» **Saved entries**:
* * *

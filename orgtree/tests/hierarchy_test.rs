//! Integration tests for building the hierarchy from the flat store.

use rstest::{fixture, rstest};

use orgtree::domain::{
    analyze, build_hierarchy, find_in_forest, total_count, FlatStore, NodeId, NodeType, TreeNode,
};
use orgtree::util::testing;

#[ctor::ctor]
fn init() {
    testing::init_test_setup();
}

fn node(id: NodeId, name: &str, parent: Option<NodeId>) -> TreeNode {
    TreeNode::new(id, name, "some description", NodeType::School, parent)
}

#[fixture]
fn sample() -> Vec<TreeNode> {
    testing::sample_nodes()
}

#[rstest]
fn given_valid_references_when_building_then_every_node_is_placed(sample: Vec<TreeNode>) {
    // Act
    let forest = build_hierarchy(&sample);

    // Assert: node count preserved, roots are exactly the parentless nodes
    assert_eq!(total_count(&forest), sample.len());
    let root_ids: Vec<NodeId> = forest.iter().map(|r| r.id()).collect();
    let expected: Vec<NodeId> = sample
        .iter()
        .filter(|n| n.parent_id.is_none())
        .map(|n| n.id)
        .collect();
    assert_eq!(root_ids, expected);
}

#[test]
fn given_orphan_when_building_then_excluded_everywhere() {
    // Arrange
    let nodes = vec![
        node(1, "Inst", None),
        node(2, "Sch", Some(1)),
        node(3, "Orphan", Some(99)),
    ];

    // Act
    let forest = build_hierarchy(&nodes);

    // Assert
    assert_eq!(forest.len(), 1);
    assert_eq!(forest[0].id(), 1);
    assert_eq!(forest[0].children.len(), 1);
    assert_eq!(forest[0].children[0].id(), 2);
    assert!(forest[0].children[0].children.is_empty());
    assert!(find_in_forest(&forest, 3).is_none());
}

#[test]
fn given_orphan_with_children_when_building_then_whole_branch_hidden() {
    // Arrange
    let nodes = vec![
        node(1, "Inst", None),
        node(3, "Orphan", Some(99)),
        node(4, "Below orphan", Some(3)),
    ];

    // Act
    let forest = build_hierarchy(&nodes);
    let report = analyze(&nodes);

    // Assert
    assert_eq!(total_count(&forest), 1);
    assert_eq!(report.orphans, vec![3]);
    assert_eq!(report.unreachable, vec![4]);
}

#[test]
fn given_broken_fixture_when_analyzing_then_cycle_and_orphan_reported() {
    // Arrange
    let nodes = testing::broken_nodes();

    // Act
    let forest = build_hierarchy(&nodes);
    let report = analyze(&nodes);

    // Assert
    assert_eq!(total_count(&forest), 4);
    assert_eq!(report.orphans, vec![5]);
    let mut cyclic = report.cyclic.clone();
    cyclic.sort_unstable();
    assert_eq!(cyclic, vec![6, 7]);
    assert_eq!(report.hidden(), vec![5, 6, 7]);
    assert!(!report.is_consistent());
}

#[test]
fn given_child_listed_before_parent_when_building_then_still_nested() {
    // Arrange
    let nodes = vec![node(2, "Sch", Some(1)), node(1, "Inst", None)];

    // Act
    let forest = build_hierarchy(&nodes);

    // Assert
    assert_eq!(forest.len(), 1);
    assert_eq!(forest[0].children[0].id(), 2);
}

#[test]
fn given_siblings_when_building_then_input_order_kept() {
    // Arrange
    let nodes = vec![
        node(1, "Inst", None),
        node(30, "C", Some(1)),
        node(10, "A", Some(1)),
        node(20, "B", Some(1)),
    ];

    // Act
    let forest = build_hierarchy(&nodes);

    // Assert
    let order: Vec<NodeId> = forest[0].children.iter().map(|c| c.id()).collect();
    assert_eq!(order, vec![30, 10, 20]);
}

#[rstest]
fn given_store_when_set_all_then_reads_back_same_sequence(sample: Vec<TreeNode>) {
    // Arrange
    let mut store = FlatStore::new();

    // Act
    let dropped = store.set_all(sample.clone());

    // Assert
    assert_eq!(dropped, 0);
    assert_eq!(store.nodes(), sample.as_slice());
}

#[test]
fn given_sample_chain_when_building_then_depth_matches() {
    // Arrange
    let nodes = testing::sample_nodes();

    // Act
    let forest = build_hierarchy(&nodes);

    // Assert
    assert_eq!(forest[0].depth(), 4);
    assert_eq!(forest[0].descendant_ids(), vec![1, 2, 3, 4]);
}

#[test]
fn given_deep_parent_chain_when_building_and_walking_then_no_stack_overflow() {
    // Arrange: node i hangs below node i - 1
    const DEPTH: NodeId = 200_000;
    let nodes: Vec<TreeNode> = (1..=DEPTH)
        .map(|id| node(id, "level", (id > 1).then(|| id - 1)))
        .collect();

    // Act
    let forest = build_hierarchy(&nodes);
    let report = analyze(&nodes);

    // Assert
    assert_eq!(forest.len(), 1);
    assert_eq!(forest[0].depth(), DEPTH as usize);
    assert_eq!(total_count(&forest), DEPTH as usize);
    assert_eq!(find_in_forest(&forest, DEPTH).map(|n| n.id()), Some(DEPTH));
    assert!(report.is_consistent());
    assert_eq!(report.visible, DEPTH as usize);
    drop(forest);
}

#[test]
fn given_deep_orphaned_chain_when_analyzing_then_all_below_unreachable() {
    // Arrange: the top of the chain points at a missing parent
    const DEPTH: NodeId = 100_000;
    let nodes: Vec<TreeNode> = (1..=DEPTH)
        .map(|id| node(id, "level", Some(if id == 1 { -1 } else { id - 1 })))
        .collect();

    // Act
    let forest = build_hierarchy(&nodes);
    let report = analyze(&nodes);

    // Assert
    assert!(forest.is_empty());
    assert_eq!(report.orphans, vec![1]);
    assert_eq!(report.unreachable.len(), (DEPTH - 1) as usize);
}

* * *

» **WORK REQUEST**: Search the data and copy each line containing "testing".

» **EXERCISE OUTPUT**:
use orgtree::util::testing;
    testing::init_test_setup();
    testing::sample_nodes()
    let nodes = testing::broken_nodes();
    let nodes = testing::sample_nodes();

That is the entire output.